Insights into Kinetics and Thermodynamics for Adsorption Methylene Blue Using Ecofriendly Zeolites Materials
Mateus Gonçalves dos Santos, Lucas Destefani Paquini, Paulo Henrique Leite Quintela, Luciene Paula Roberto Profeti, Damaris Guimarães
Abstract
High Resolution Image Download MS PowerPoint Slide Different materials have been used as adsorbents for removing micropollutants from industrial effluents, with vegetal-derived activated carbon being widely reported for dye removal, especially methylene blue (MB). However, its high cost and environmental concerns have driven the search for alternative adsorbents.
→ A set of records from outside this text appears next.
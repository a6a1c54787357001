use serde::{Deserialize, Deserializer, Serialize};

/// A position in the parent's content-area coordinate space.
///
/// Top-level nodes (projects and unparented components) use absolute canvas
/// coordinates; nested nodes are local to their container.
#[derive(Debug, Clone, Copy, Default, PartialEq, Serialize, Deserialize)]
pub struct Position {
    pub x: f64,
    pub y: f64,
}

impl Position {
    pub fn new(x: f64, y: f64) -> Self {
        Self { x, y }
    }
}

/// Stored geometry for nodes that carry an explicit size.
///
/// Heights on components and files are derived by the layout pass and only
/// stored here so renderers and the export format can read them back;
/// component width is the one user-chosen dimension.
#[derive(Debug, Clone, Copy, Default, PartialEq, Serialize, Deserialize)]
pub struct NodeStyle {
    #[serde(skip_serializing_if = "Option::is_none")]
    pub width: Option<f64>,
    #[serde(skip_serializing_if = "Option::is_none")]
    pub height: Option<f64>,
}

/// The kind of a documented entity.
///
/// Kinds form a fixed containment hierarchy: projects contain components,
/// components contain files, files contain functions. A node's kind is
/// immutable after creation, which is what makes containment cycles
/// impossible — every kind sits at exactly one depth.
#[derive(Debug, Clone, Copy, PartialEq, Eq, Hash, Serialize)]
#[serde(rename_all = "lowercase")]
pub enum NodeKind {
    Project,
    Component,
    File,
    Function,
}

impl NodeKind {
    pub fn as_str(&self) -> &'static str {
        match self {
            Self::Project => "project",
            Self::Component => "component",
            Self::File => "file",
            Self::Function => "function",
        }
    }

    pub fn from_str(s: &str) -> Option<Self> {
        match s {
            "project" => Some(Self::Project),
            "component" => Some(Self::Component),
            "file" => Some(Self::File),
            "function" => Some(Self::Function),
            _ => None,
        }
    }

    /// The kind allowed to contain this kind, if any.
    pub fn container(&self) -> Option<NodeKind> {
        match self {
            Self::Project => None,
            Self::Component => Some(Self::Project),
            Self::File => Some(Self::Component),
            Self::Function => Some(Self::File),
        }
    }

    /// Whether a node of this kind must have a parent.
    ///
    /// Components may float at the top level; files and functions may not.
    pub fn parent_required(&self) -> bool {
        matches!(self, Self::File | Self::Function)
    }
}

impl std::fmt::Display for NodeKind {
    fn fmt(&self, f: &mut std::fmt::Formatter<'_>) -> std::fmt::Result {
        f.write_str(self.as_str())
    }
}

impl<'de> Deserialize<'de> for NodeKind {
    fn deserialize<D>(deserializer: D) -> Result<Self, D::Error>
    where
        D: Deserializer<'de>,
    {
        let s = String::deserialize(deserializer)?;
        Self::from_str(&s)
            .ok_or_else(|| serde::de::Error::custom(format!("unknown node kind: {s}")))
    }
}

/// How involved a function's logic is. Drives badge color in renderers.
#[derive(Debug, Clone, Copy, Default, PartialEq, Eq, Serialize)]
#[serde(rename_all = "lowercase")]
pub enum Complexity {
    #[default]
    Low,
    Medium,
    High,
}

impl Complexity {
    pub fn as_str(&self) -> &'static str {
        match self {
            Self::Low => "low",
            Self::Medium => "medium",
            Self::High => "high",
        }
    }

    pub fn from_str(s: &str) -> Option<Self> {
        match s {
            "low" => Some(Self::Low),
            "medium" => Some(Self::Medium),
            "high" => Some(Self::High),
            _ => None,
        }
    }
}

/// The language or format a file node documents.
#[derive(Debug, Clone, Copy, Default, PartialEq, Eq, Serialize)]
#[serde(rename_all = "lowercase")]
pub enum FileType {
    Typescript,
    Javascript,
    React,
    Python,
    Css,
    Json,
    #[default]
    Other,
}

impl FileType {
    pub fn as_str(&self) -> &'static str {
        match self {
            Self::Typescript => "typescript",
            Self::Javascript => "javascript",
            Self::React => "react",
            Self::Python => "python",
            Self::Css => "css",
            Self::Json => "json",
            Self::Other => "other",
        }
    }

    pub fn from_str(s: &str) -> Option<Self> {
        match s {
            "typescript" => Some(Self::Typescript),
            "javascript" => Some(Self::Javascript),
            "react" => Some(Self::React),
            "python" => Some(Self::Python),
            "css" => Some(Self::Css),
            "json" => Some(Self::Json),
            "other" => Some(Self::Other),
            _ => None,
        }
    }
}

/// Maturity of a component.
#[derive(Debug, Clone, Copy, Default, PartialEq, Eq, Serialize)]
#[serde(rename_all = "kebab-case")]
pub enum Status {
    #[default]
    Planning,
    InProgress,
    Stable,
    Deprecated,
}

impl Status {
    pub fn as_str(&self) -> &'static str {
        match self {
            Self::Planning => "planning",
            Self::InProgress => "in-progress",
            Self::Stable => "stable",
            Self::Deprecated => "deprecated",
        }
    }

    pub fn from_str(s: &str) -> Option<Self> {
        match s {
            "planning" => Some(Self::Planning),
            "in-progress" => Some(Self::InProgress),
            "stable" => Some(Self::Stable),
            "deprecated" => Some(Self::Deprecated),
            _ => None,
        }
    }
}

/// Lifecycle stage of a project.
#[derive(Debug, Clone, Copy, Default, PartialEq, Eq, Serialize)]
#[serde(rename_all = "lowercase")]
pub enum Stage {
    #[default]
    Concept,
    Development,
    Production,
    Maintenance,
    Idea,
    Prototyping,
    Archived,
}

impl Stage {
    pub fn as_str(&self) -> &'static str {
        match self {
            Self::Concept => "concept",
            Self::Development => "development",
            Self::Production => "production",
            Self::Maintenance => "maintenance",
            Self::Idea => "idea",
            Self::Prototyping => "prototyping",
            Self::Archived => "archived",
        }
    }

    pub fn from_str(s: &str) -> Option<Self> {
        match s {
            "concept" => Some(Self::Concept),
            "development" => Some(Self::Development),
            "production" => Some(Self::Production),
            "maintenance" => Some(Self::Maintenance),
            "idea" => Some(Self::Idea),
            "prototyping" => Some(Self::Prototyping),
            "archived" => Some(Self::Archived),
            _ => None,
        }
    }
}

// Enum fields in imported or hand-edited files may carry stale values.
// Coerce to the default instead of rejecting the whole document.
macro_rules! coerce_on_deserialize {
    ($($ty:ty => $name:literal),* $(,)?) => {$(
        impl<'de> Deserialize<'de> for $ty {
            fn deserialize<D>(deserializer: D) -> Result<Self, D::Error>
            where
                D: Deserializer<'de>,
            {
                let s = String::deserialize(deserializer)?;
                Ok(Self::from_str(&s).unwrap_or_else(|| {
                    tracing::warn!("unknown {} {:?}, using default", $name, s);
                    Self::default()
                }))
            }
        }
    )*};
}

coerce_on_deserialize! {
    Complexity => "complexity",
    FileType => "file type",
    Status => "status",
    Stage => "stage",
}

fn is_false(b: &bool) -> bool {
    !*b
}

/// The annotation bag attached to every node.
///
/// Which fields are meaningful depends on the node kind (exports belong to
/// files, params/returns/complexity to functions, tech stack and status to
/// components, stage to projects), but the bag is one shape so partial
/// updates and the file format stay uniform.
#[derive(Debug, Clone, Default, PartialEq, Serialize, Deserialize)]
#[serde(rename_all = "camelCase", default)]
pub struct NodeData {
    pub label: String,
    #[serde(skip_serializing_if = "Option::is_none")]
    pub description: Option<String>,
    #[serde(skip_serializing_if = "Vec::is_empty")]
    pub tags: Vec<String>,
    #[serde(skip_serializing_if = "Option::is_none")]
    pub complexity: Option<Complexity>,
    #[serde(skip_serializing_if = "Option::is_none")]
    pub file_type: Option<FileType>,
    #[serde(skip_serializing_if = "Vec::is_empty")]
    pub exports: Vec<String>,
    #[serde(skip_serializing_if = "Vec::is_empty")]
    pub params: Vec<String>,
    #[serde(skip_serializing_if = "Option::is_none")]
    pub returns: Option<String>,
    #[serde(skip_serializing_if = "Vec::is_empty")]
    pub tech_stack: Vec<String>,
    #[serde(skip_serializing_if = "Option::is_none")]
    pub status: Option<Status>,
    #[serde(skip_serializing_if = "Option::is_none")]
    pub stage: Option<Stage>,
    /// Files only: collapsed files hide their functions without deleting them.
    #[serde(skip_serializing_if = "is_false")]
    pub collapsed: bool,
}

impl NodeData {
    pub fn with_label(label: impl Into<String>) -> Self {
        Self {
            label: label.into(),
            ..Self::default()
        }
    }
}

/// Partial update for a node's annotation bag. All fields are optional;
/// only present fields are merged.
#[derive(Debug, Clone, Default, Deserialize)]
#[serde(rename_all = "camelCase", default)]
pub struct NodePatch {
    pub label: Option<String>,
    pub description: Option<String>,
    pub tags: Option<Vec<String>>,
    pub complexity: Option<Complexity>,
    pub file_type: Option<FileType>,
    pub exports: Option<Vec<String>>,
    pub params: Option<Vec<String>>,
    pub returns: Option<String>,
    pub tech_stack: Option<Vec<String>>,
    pub status: Option<Status>,
    pub stage: Option<Stage>,
    pub collapsed: Option<bool>,
}

/// One documented entity on the canvas.
#[derive(Debug, Clone, PartialEq, Serialize, Deserialize)]
#[serde(rename_all = "camelCase")]
pub struct Node {
    pub id: String,
    #[serde(rename = "type")]
    pub kind: NodeKind,
    /// Weak back-reference to the containing node. Never an owning link;
    /// the store resolves it by id lookup.
    #[serde(default, skip_serializing_if = "Option::is_none")]
    pub parent_id: Option<String>,
    pub position: Position,
    #[serde(default, skip_serializing_if = "Option::is_none")]
    pub style: Option<NodeStyle>,
    #[serde(default)]
    pub data: NodeData,
    /// Transient UI selection flag. Never serialized and ignored by
    /// history snapshots.
    #[serde(skip)]
    pub selected: bool,
}

impl Node {
    pub fn width(&self) -> Option<f64> {
        self.style.and_then(|s| s.width)
    }

    pub fn height(&self) -> Option<f64> {
        self.style.and_then(|s| s.height)
    }

    pub fn set_width(&mut self, width: f64) {
        self.style.get_or_insert_with(NodeStyle::default).width = Some(width);
    }

    pub fn set_height(&mut self, height: f64) {
        self.style.get_or_insert_with(NodeStyle::default).height = Some(height);
    }
}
Beyond developing new materials, understanding the interaction mechanisms between adsorbents and adsorbates is crucial. In this investigation, sodium (NaZ) and protonic (HZ) zeotypes were synthesized using diatomaceous earth (DE) residue as a silicon source and applied to MB dye adsorption. Batch experiments investigated adsorption rates, mechanisms, and thermodynamic spontaneity. The results showed rapid adsorption kinetics, with equilibrium achieved in about 5 min, following the Avrami model. The Weber and Morris model highlighted that the boundary layer significantly affects film diffusion and intraparticle diffusion. The adsorption process reached equilibrium governed by the Freundlich model, with favorable adsorption behavior for all adsorbents (nF values between 1 and 10). Additionally, the enthalpy values were found to be +39.66, + 5.70, and +21.79 kJ mol –1 for NaZ, HZ, and DE, respectively. This was accompanied by a decrease in Gibbs free energy with a progressive increase in temperature, indicating a more spontaneous process at higher temperatures. These results suggest that the adsorption of MB onto the synthesized zeotypes is efficient, with fast kinetics and thermodynamic favorability. The zeotypes synthesized from diatomaceous earth exhibit promising characteristics for potential large-scale applications in wastewater treatment.